Most of the new hires will be based at the company’s headquarters in McLean, Virginia, but some will reside in London for network operations and a few in Florida supporting launch operations. The biggest single department is fleet management with over 15 positions – some listings specify multiple hires – followed by systems engineering (15), and cloud and enterprise IT (11). Other areas hiring include networks, ground systems, financial, platforms, and commercial (sales & marketing).
How does this compare to SpaceX StarLink’s recent hiring efforts through the Space Angels Angel List recruitment site? A snapshot of listed hires showed around 20 openings, with activities involved with manufacturing satellites, designing and operating a pilot manufacturing for User Terminals to scale to mass production, and key hires for Director of Network Operations and Head of StarLink Global Customer Support and Field Service operations.
OneWeb, unlike SpaceX, is a relatively new company, so it must hire the usual “overhead” positions of human resources, financial, and procurement. SpaceX is established company with an operating framework, so it doesn’t have to start from scratch. Employees able to task time between its primary business of launch and the start-up business of broadband services. When Starlink tasks grow too big, SpaceX can go out and hire dedicated personnel. It can also offer existing employees the opportunity to transfer from their current jobs into Starlink if there’s an appropriate fit of skills and experience. In addition, SpaceX has an established recruitment process and internship programs, so it has a structure for expanding recruitment efforts within its own needs.
However, OneWeb isn’t building everything from scratch. Satellite manufacture is already an established and ongoing process with its joint venture with Airbus ready to crank out two satellites per day in Florida. The company also has numerous partners focused on providing end-user equipment and is in the process of building a channel partner/VAR network while SpaceX Starlink seems to be determined to do as much as possible in house in order to control costs and better “own” customers at both enterprise and consumer sectors.

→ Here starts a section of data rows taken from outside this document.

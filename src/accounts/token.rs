//! Minimal HS256 JSON Web Tokens.

use base64::engine::general_purpose::URL_SAFE_NO_PAD;
use base64::Engine;
use chrono::{Duration, Utc};
use hmac::{Hmac, Mac};
use serde::{Deserialize, Serialize};
use sha2::Sha256;
use thiserror::Error;

type HmacSha256 = Hmac<Sha256>;

const HEADER: &str = r#"{"alg":"HS256","typ":"JWT"}"#;
pub const DEFAULT_TOKEN_TTL_DAYS: i64 = 7;
pub const MAX_TOKEN_TTL_DAYS: i64 = 3650;

#[derive(Debug, Error, PartialEq)]
pub enum TokenError {
    #[error("malformed token")]
    Malformed,
    #[error("invalid token signature")]
    BadSignature,
    #[error("token expired")]
    Expired,
    #[error("invalid signing key")]
    Key,
}

#[derive(Debug, Clone, PartialEq, Serialize, Deserialize)]
pub struct Claims {
    /// User id, as a string.
    pub sub: String,
    /// Expiry, seconds since the epoch.
    pub exp: i64,
}

#[derive(Clone)]
pub struct TokenIssuer {
    secret: Vec<u8>,
    ttl: Duration,
}

impl std::fmt::Debug for TokenIssuer {
    fn fmt(&self, f: &mut std::fmt::Formatter<'_>) -> std::fmt::Result {
        f.debug_struct("TokenIssuer").field("ttl", &self.ttl).finish_non_exhaustive()
    }
}

impl TokenIssuer {
    /// `ttl_days` is clamped to `1..=MAX_TOKEN_TTL_DAYS`.
    pub fn new(secret: &str, ttl_days: i64) -> Self {
        Self {
            secret: secret.as_bytes().to_vec(),
            ttl: Duration::days(ttl_days.clamp(1, MAX_TOKEN_TTL_DAYS)),
        }
    }

    fn mac(&self) -> Result<HmacSha256, TokenError> {
        HmacSha256::new_from_slice(&self.secret).map_err(|_| TokenError::Key)
    }

    pub fn issue(&self, user_id: i64) -> Result<String, TokenError> {
        let claims = Claims {
            sub: user_id.to_string(),
            exp: (Utc::now() + self.ttl).timestamp(),
        };
        self.encode(&claims)
    }

    pub fn encode(&self, claims: &Claims) -> Result<String, TokenError> {
        let payload = serde_json::to_vec(claims).map_err(|_| TokenError::Malformed)?;
        let signing_input = format!("{}.{}", URL_SAFE_NO_PAD.encode(HEADER), URL_SAFE_NO_PAD.encode(payload));
        let mut mac = self.mac()?;
        mac.update(signing_input.as_bytes());
        let signature = URL_SAFE_NO_PAD.encode(mac.finalize().into_bytes());
        Ok(format!("{signing_input}.{signature}"))
    }

    /// Checks signature and expiry; returns the user id carried in `sub`.
    pub fn verify(&self, token: &str) -> Result<i64, TokenError> {
        self.verify_at(token, Utc::now().timestamp())
    }

    pub fn verify_at(&self, token: &str, now: i64) -> Result<i64, TokenError> {
        let mut parts = token.trim().split('.');
        let (header, payload, signature) = match (parts.next(), parts.next(), parts.next(), parts.next()) {
            (Some(h), Some(p), Some(s), None) => (h, p, s),
            _ => return Err(TokenError::Malformed),
        };

        let header: serde_json::Value = URL_SAFE_NO_PAD
            .decode(header)
            .ok()
            .and_then(|h| serde_json::from_slice(&h).ok())
            .ok_or(TokenError::Malformed)?;
        if header.get("alg").and_then(|a| a.as_str()) != Some("HS256") {
            return Err(TokenError::Malformed);
        }

        let signature = URL_SAFE_NO_PAD.decode(signature).map_err(|_| TokenError::Malformed)?;
        let mut mac = self.mac()?;
        mac.update(signing_input(token).as_bytes());
        mac.verify_slice(&signature).map_err(|_| TokenError::BadSignature)?;

        let claims: Claims = URL_SAFE_NO_PAD
            .decode(payload)
            .ok()
            .and_then(|p| serde_json::from_slice(&p).ok())
            .ok_or(TokenError::Malformed)?;
        if claims.exp <= now {
            return Err(TokenError::Expired);
        }
        claims.sub.parse::<i64>().map_err(|_| TokenError::Malformed)
    }
}

/// `header.payload` part of a compact token.
fn signing_input(token: &str) -> &str {
    let token = token.trim();
    match token.rfind('.') {
        Some(i) => &token[..i],
        None => token,
    }
}

#[cfg(test)]
mod tests {
    use super::*;

    #[test]
    fn issued_tokens_verify() {
        let issuer = TokenIssuer::new("s3cret", DEFAULT_TOKEN_TTL_DAYS);
        let token = issuer.issue(7).unwrap();
        assert_eq!(token.split('.').count(), 3);
        assert_eq!(issuer.verify(&token), Ok(7));
    }

    #[test]
    fn rejects_wrong_key_and_tampering() {
        let issuer = TokenIssuer::new("s3cret", 1);
        let token = issuer.issue(1).unwrap();
        assert_eq!(TokenIssuer::new("other", 1).verify(&token), Err(TokenError::BadSignature));

        let forged = issuer.encode(&Claims { sub: "2".into(), exp: i64::MAX }).unwrap();
        let (head, _) = token.rsplit_once('.').unwrap();
        let (_, forged_sig) = forged.rsplit_once('.').unwrap();
        assert_eq!(issuer.verify(&format!("{head}.{forged_sig}")), Err(TokenError::BadSignature));
        assert_eq!(issuer.verify("abc"), Err(TokenError::Malformed));
    }

    #[test]
    fn rejects_expired() {
        let issuer = TokenIssuer::new("s3cret", 1);
        let token = issuer.encode(&Claims { sub: "3".into(), exp: 100 }).unwrap();
        assert_eq!(issuer.verify_at(&token, 99), Ok(3));
        assert_eq!(issuer.verify_at(&token, 100), Err(TokenError::Expired));
    }

    #[test]
    fn out_of_range_ttl_is_clamped() {
        let stale = TokenIssuer::new("s3cret", -5);
        let token = stale.issue(4).unwrap();
        assert_eq!(stale.verify(&token), Ok(4));

        let huge = TokenIssuer::new("s3cret", i64::MAX);
        let token = huge.issue(5).unwrap();
        let limit = (Utc::now() + Duration::days(MAX_TOKEN_TTL_DAYS)).timestamp();
        assert_eq!(huge.verify_at(&token, limit - 60), Ok(5));
        assert_eq!(huge.verify_at(&token, limit + 60), Err(TokenError::Expired));
    }
}
use serde::{Deserialize, Serialize};

/// Axis-aligned box in pixel space, top-left origin.
#[derive(Default, Debug, Clone, Copy, PartialEq, Serialize, Deserialize)]
pub struct BBox {
    pub x: f32,
    pub y: f32,
    pub w: f32,
    pub h: f32,
}

impl BBox {
    pub fn new(x: f32, y: f32, w: f32, h: f32) -> Self {
        Self { x, y, w, h }
    }

    /// Sets the bounding box's coordinates using `(x1, y1, x2, y2)` and calculates width and height.
    pub fn with_x1y1_x2y2(mut self, x1: f32, y1: f32, x2: f32, y2: f32) -> Self {
        self.x = x1;
        self.y = y1;
        self.w = x2 - x1;
        self.h = y2 - y1;
        self
    }

    /// Sets the bounding box's coordinates and dimensions using `(x, y, w, h)`.
    pub fn with_x1y1_wh(mut self, x: f32, y: f32, w: f32, h: f32) -> Self {
        self.x = x;
        self.y = y;
        self.w = w;
        self.h = h;
        self
    }

    /// Sets the bounding box's coordinates and dimensions using `(cx, cy, w, h)`.
    pub fn with_cxcy_wh(mut self, cx: f32, cy: f32, w: f32, h: f32) -> Self {
        self.x = cx - (w / 2.0);
        self.y = cy - (h / 2.0);
        self.w = w;
        self.h = h;
        self
    }

    /// Maps a box given as normalized `(ymin, xmin, ymax, xmax)` fractions onto an
    /// image of `img_w` x `img_h` pixels.
    ///
    /// This is the box order TF Object Detection API exports emit.
    pub fn from_normalized_yxyx(ymin: f32, xmin: f32, ymax: f32, xmax: f32, img_w: f32, img_h: f32) -> Self {
        Self::default().with_x1y1_x2y2(xmin * img_w, ymin * img_h, xmax * img_w, ymax * img_h)
    }

    pub fn x2(&self) -> f32 {
        self.x + self.w
    }

    pub fn y2(&self) -> f32 {
        self.y + self.h
    }

    pub fn cx(&self) -> f32 {
        self.x + self.w / 2.
    }

    pub fn cy(&self) -> f32 {
        self.y + self.h / 2.
    }

    pub fn area(&self) -> f32 {
        self.h * self.w
    }

    /// Computes the intersection area between this bounding box and another.
    pub fn intersect(&self, other: &BBox) -> f32 {
        let left = self.x.max(other.x);
        let right = self.x2().min(other.x2());
        let top = self.y.max(other.y);
        let bottom = self.y2().min(other.y2());
        (right - left).max(0.) * (bottom - top).max(0.)
    }

    /// Computes the union area between this bounding box and another.
    pub fn union(&self, other: &BBox) -> f32 {
        self.area() + other.area() - self.intersect(other)
    }

    pub fn iou(&self, other: &BBox) -> f32 {
        let union = self.union(other);
        if union <= 0. {
            return 0.;
        }
        self.intersect(other) / union
    }

    /// Clips the box to `[0, width] x [0, height]`.
    pub fn clamp_to(self, width: f32, height: f32) -> Self {
        let x1 = self.x.clamp(0., width);
        let y1 = self.y.clamp(0., height);
        let x2 = self.x2().clamp(0., width);
        let y2 = self.y2().clamp(0., height);
        Self::default().with_x1y1_x2y2(x1, y1, x2, y2)
    }

    pub fn as_xy_wh_i32(&self) -> (i32, i32, i32, i32) {
        (self.x.round() as i32,
         self.y.round() as i32,
         self.w.round() as i32,
         self.h.round() as i32)
    }
}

It is unclear how employee conditions between OneWeb and SpaceX compare, since OneWeb doesn’t have the long “resume” of current and former employees. SpaceX founder/CEO Elon Musk is known for riding employees hard both there and at Tesla. There’s bound to be short-time lines and significant pressure to develop and produce User Terminals and get a consumer-facing service up as quickly as possible – unless Musk changes his mind midway through the process, as he is often does.